--- WORK ITEM ---
Each entry must be output once more without any change.

━━━ INFORMATION SHOWN

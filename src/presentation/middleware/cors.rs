//! CORS Middleware Configuration

use axum::http::Method;
use tower_http::cors::{Any, CorsLayer};

use crate::config::CorsSettings;

/// Create CORS layer from settings; an empty origin list allows any origin.
pub fn create_cors_layer(settings: &CorsSettings) -> CorsLayer {
    let origins: Vec<_> = settings
        .allowed_origins
        .iter()
        .filter_map(|o| o.parse().ok())
        .collect();
    let methods = [Method::GET, Method::POST, Method::OPTIONS];

    if origins.is_empty() {
        CorsLayer::new()
            .allow_origin(Any)
            .allow_methods(methods)
            .allow_headers(Any)
    } else {
        CorsLayer::new()
            .allow_origin(origins)
            .allow_methods(methods)
            .allow_headers(Any)
            .max_age(std::time::Duration::from_secs(3600))
    }
}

━━━━━━

--- EXPECTED OUTPUT ---
filename src/presentation/middleware/cors.rs
//! CORS Middleware Configuration

use axum::http::Method;
use tower_http::cors::{Any, CorsLayer};

use crate::config::CorsSettings;

/// Create CORS layer from settings; an empty origin list allows any origin.
pub fn create_cors_layer(settings: &CorsSettings) -> CorsLayer {
    let origins: Vec<_> = settings
        .allowed_origins
        .iter()
        .filter_map(|o| o.parse().ok())
        .collect();
    let methods = [Method::GET, Method::POST, Method::OPTIONS];

    if origins.is_empty() {
        CorsLayer::new()
            .allow_origin(Any)
            .allow_methods(methods)
            .allow_headers(Any)
    } else {
        CorsLayer::new()
            .allow_origin(origins)
            .allow_methods(methods)
            .allow_headers(Any)
            .max_age(std::time::Duration::from_secs(3600))
    }
}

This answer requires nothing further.